Two years ago at the Toronto International Film Festival, a movie about Thomas Edison, George Westinghouse, Nikola Tesla and, for a climax, the dazzling illumination of the 1893 Chicago World’s Fair, failed utterly to ignite the movie world.
En route to its premiere, “The Current War” met with more than the usual amount of uber-meddling from distributor Harvey Weinstein of The Weinstein Company. A few weeks after the Toronto festival, The New York Times published the first history-making story by Jodi Kantor and Megan Twohey detailing a gathering storm of sexual assault and serial harassment allegations against Weinstein. After decades of one mogul’s predation and dozens of actresses’ maligned and sucker-punched careers, suddenly, that was that. The unreleased “Current War,” meantime, went into turnaround and became an asterisk.
Now there’s a director’s cut of “The Current War,” already released in England, featuring newly shot footage, various cuts, reorderings and additions, a new musical score and a 10-minutes-shorter running time. I never saw the earlier version. This one remains a bit of a mess but a pretty interesting one, as well as one of the few films this year deserving (in both admirable and dissatisfying ways) of the adjective “instructive.”

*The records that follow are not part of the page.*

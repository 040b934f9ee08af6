//! Process execution tools.
//!
//! `execute_program` takes a program plus argv and never touches a shell,
//! so quoting is unambiguous; prefer it for model-issued commands.
//! `execute_command` hands a single string to `sh -c`, which is what makes
//! pipelines and redirection work.

use std::path::PathBuf;
use std::process::Stdio;
use std::time::Duration;

use async_trait::async_trait;
use serde::Deserialize;
use serde_json::{Value, json};
use tokio::io::AsyncReadExt;
use tokio::process::{Child, Command};
use tracing::debug;

use crate::config::constants::{defaults, tools};

use super::error::{ToolError, ToolErrorKind};
use super::path::resolve_workspace_path;
use super::traits::{Tool, ToolCategory, ToolContext, parse_args};

#[derive(Debug, Deserialize)]
struct ExecuteCommandInput {
    /// Full shell command line; pipes and redirection are interpreted.
    command: String,
    #[serde(default)]
    working_dir: Option<String>,
    #[serde(default)]
    timeout_secs: Option<u64>,
}

#[derive(Debug, Deserialize)]
struct ExecuteProgramInput {
    program: String,
    #[serde(default)]
    args: Vec<String>,
    #[serde(default)]
    working_dir: Option<String>,
    #[serde(default)]
    timeout_secs: Option<u64>,
}

enum RunOutcome {
    Exited(std::process::ExitStatus),
    TimedOut,
    Cancelled,
}

struct RunResult {
    stdout: String,
    stderr: String,
    outcome: RunOutcome,
}

fn resolve_working_dir(
    ctx: &ToolContext,
    working_dir: Option<&str>,
) -> Result<PathBuf, ToolError> {
    match working_dir {
        Some(dir) => {
            let resolved = resolve_workspace_path(&ctx.workspace_root, dir)?;
            if !resolved.is_dir() {
                return Err(ToolError::invalid_input(format!(
                    "working_dir '{dir}' is not a directory"
                )));
            }
            Ok(resolved)
        }
        None => Ok(ctx.workspace_root.clone()),
    }
}

/// Kill the child's whole process group, falling back to the child alone.
async fn terminate(child: &mut Child) {
    #[cfg(unix)]
    if let Some(pid) = child.id() {
        // The child was spawned as its own group leader.
        unsafe {
            libc::killpg(pid as i32, libc::SIGKILL);
        }
    }
    let _ = child.kill().await;
}

async fn run_process(
    ctx: &ToolContext,
    mut command: Command,
    timeout: Duration,
) -> Result<RunResult, ToolError> {
    command
        .stdin(Stdio::null())
        .stdout(Stdio::piped())
        .stderr(Stdio::piped())
        .kill_on_drop(true);
    #[cfg(unix)]
    command.process_group(0);

    let mut child = command
        .spawn()
        .map_err(|err| ToolError::internal(format!("failed to spawn process: {err}")))?;

    let mut stdout_pipe = child.stdout.take();
    let mut stderr_pipe = child.stderr.take();
    let stdout_task = tokio::spawn(async move {
        let mut buffer = Vec::new();
        if let Some(pipe) = stdout_pipe.as_mut() {
            let _ = pipe.read_to_end(&mut buffer).await;
        }
        buffer
    });
    let stderr_task = tokio::spawn(async move {
        let mut buffer = Vec::new();
        if let Some(pipe) = stderr_pipe.as_mut() {
            let _ = pipe.read_to_end(&mut buffer).await;
        }
        buffer
    });

    let outcome = tokio::select! {
        _ = ctx.cancel.cancelled() => {
            terminate(&mut child).await;
            RunOutcome::Cancelled
        }
        waited = tokio::time::timeout(timeout, child.wait()) => match waited {
            Ok(Ok(status)) => RunOutcome::Exited(status),
            Ok(Err(err)) => {
                return Err(ToolError::internal(format!("failed to wait for process: {err}")));
            }
            Err(_) => {
                terminate(&mut child).await;
                RunOutcome::TimedOut
            }
        },
    };

    let stdout = String::from_utf8_lossy(&stdout_task.await.unwrap_or_default()).into_owned();
    let stderr = String::from_utf8_lossy(&stderr_task.await.unwrap_or_default()).into_owned();

    Ok(RunResult {
        stdout,
        stderr,
        outcome,
    })
}

fn run_result_to_value(
    display: &str,
    result: RunResult,
    timeout_secs: u64,
) -> Result<Value, ToolError> {
    match result.outcome {
        RunOutcome::Exited(status) => Ok(json!({
            "success": status.success(),
            "exit_code": status.code().unwrap_or(-1),
            "stdout": result.stdout,
            "stderr": result.stderr,
            "command": display,
        })),
        RunOutcome::TimedOut => Ok(json!({
            "success": false,
            "exit_code": -1,
            "stdout": result.stdout,
            "stderr": result.stderr,
            "command": display,
            "error": ToolErrorKind::ToolTimeout.as_str(),
            "message": format!("command exceeded its {timeout_secs}s timeout and was killed"),
        })),
        RunOutcome::Cancelled => Err(ToolError::internal("command cancelled")),
    }
}

/// Run a shell command line via `sh -c`.
pub struct ExecuteCommandTool;

#[async_trait]
impl Tool for ExecuteCommandTool {
    fn name(&self) -> &'static str {
        tools::EXECUTE_COMMAND
    }

    fn description(&self) -> &'static str {
        "Run a shell command line via 'sh -c'. Pipes and redirection work; prefer execute_program when no shell features are needed."
    }

    fn category(&self) -> ToolCategory {
        ToolCategory::Execution
    }

    fn priority(&self) -> u8 {
        20
    }

    fn is_mutating(&self) -> bool {
        true
    }

    fn parameters(&self) -> Value {
        json!({
            "type": "object",
            "properties": {
                "command": {"type": "string", "description": "Shell command line"},
                "working_dir": {"type": "string", "description": "Working directory (default: workspace root)"},
                "timeout_secs": {"type": "integer", "description": "Deadline in seconds (default 30)"},
            },
            "required": ["command"],
        })
    }

    async fn execute(&self, ctx: &ToolContext, args: Value) -> Result<Value, ToolError> {
        let input: ExecuteCommandInput = parse_args(args)?;
        if input.command.trim().is_empty() {
            return Err(ToolError::invalid_input("command must not be empty"));
        }

        let work_dir = resolve_working_dir(ctx, input.working_dir.as_deref())?;
        let timeout_secs = input
            .timeout_secs
            .unwrap_or(defaults::EXEC_TOOL_TIMEOUT_SECS);

        debug!(target: "quill::tools", command = %input.command, "executing shell command");

        let mut command = Command::new("sh");
        command.arg("-c").arg(&input.command).current_dir(&work_dir);

        let result = run_process(ctx, command, Duration::from_secs(timeout_secs)).await?;
        run_result_to_value(&input.command, result, timeout_secs)
    }
}

/// Run a program with an explicit argument vector, no shell involved.
pub struct ExecuteProgramTool;

#[async_trait]
impl Tool for ExecuteProgramTool {
    fn name(&self) -> &'static str {
        tools::EXECUTE_PROGRAM
    }

    fn description(&self) -> &'static str {
        "Run a program with an argument vector. No shell, no quoting ambiguity; redirection and pipes are not interpreted."
    }

    fn category(&self) -> ToolCategory {
        ToolCategory::Execution
    }

    fn priority(&self) -> u8 {
        10
    }

    fn is_mutating(&self) -> bool {
        true
    }

    fn parameters(&self) -> Value {
        json!({
            "type": "object",
            "properties": {
                "program": {"type": "string", "description": "Executable name or path"},
                "args": {"type": "array", "items": {"type": "string"}, "description": "Argument vector"},
                "working_dir": {"type": "string", "description": "Working directory (default: workspace root)"},
                "timeout_secs": {"type": "integer", "description": "Deadline in seconds (default 30)"},
            },
            "required": ["program"],
        })
    }

    async fn execute(&self, ctx: &ToolContext, args: Value) -> Result<Value, ToolError> {
        let input: ExecuteProgramInput = parse_args(args)?;
        if input.program.trim().is_empty() {
            return Err(ToolError::invalid_input("program must not be empty"));
        }
        if input.program.contains(char::is_whitespace) {
            return Err(ToolError::invalid_input(
                "program name must not contain whitespace; pass arguments in args",
            ));
        }

        let work_dir = resolve_working_dir(ctx, input.working_dir.as_deref())?;
        let timeout_secs = input
            .timeout_secs
            .unwrap_or(defaults::EXEC_TOOL_TIMEOUT_SECS);

        let display_str = shell_words::join(
            std::iter::once(input.program.as_str()).chain(input.args.iter().map(String::as_str)),
        );
        debug!(target: "quill::tools", command = %display_str, "executing program");

        let mut command = Command::new(&input.program);
        command.args(&input.args).current_dir(&work_dir);

        let result = run_process(ctx, command, Duration::from_secs(timeout_secs)).await?;
        run_result_to_value(&display_str, result, timeout_secs)
    }
}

Director Alfonso Gomez-Rejon (“Me and Earl and the Dying Girl”) sweats like crazy to visually energize a story largely about alternating current versus direct current, embodied by the driven, competitive but very different inventors and industrialists at the story’s center. The fictionalized history covered by “The Current War” takes place in the last two decades of the 19th century. Benedict Cumberbatch stews and furrows his way through the role of the perpetually distracted Edison, in a performance more concerned with interior tension than audience love. Unkempt, increasingly unscrupulous in his competitive tactics, Edison also lives in the shadow of personal tragedy; Tuppence Middleton portrays his wife in a few quick early scenes.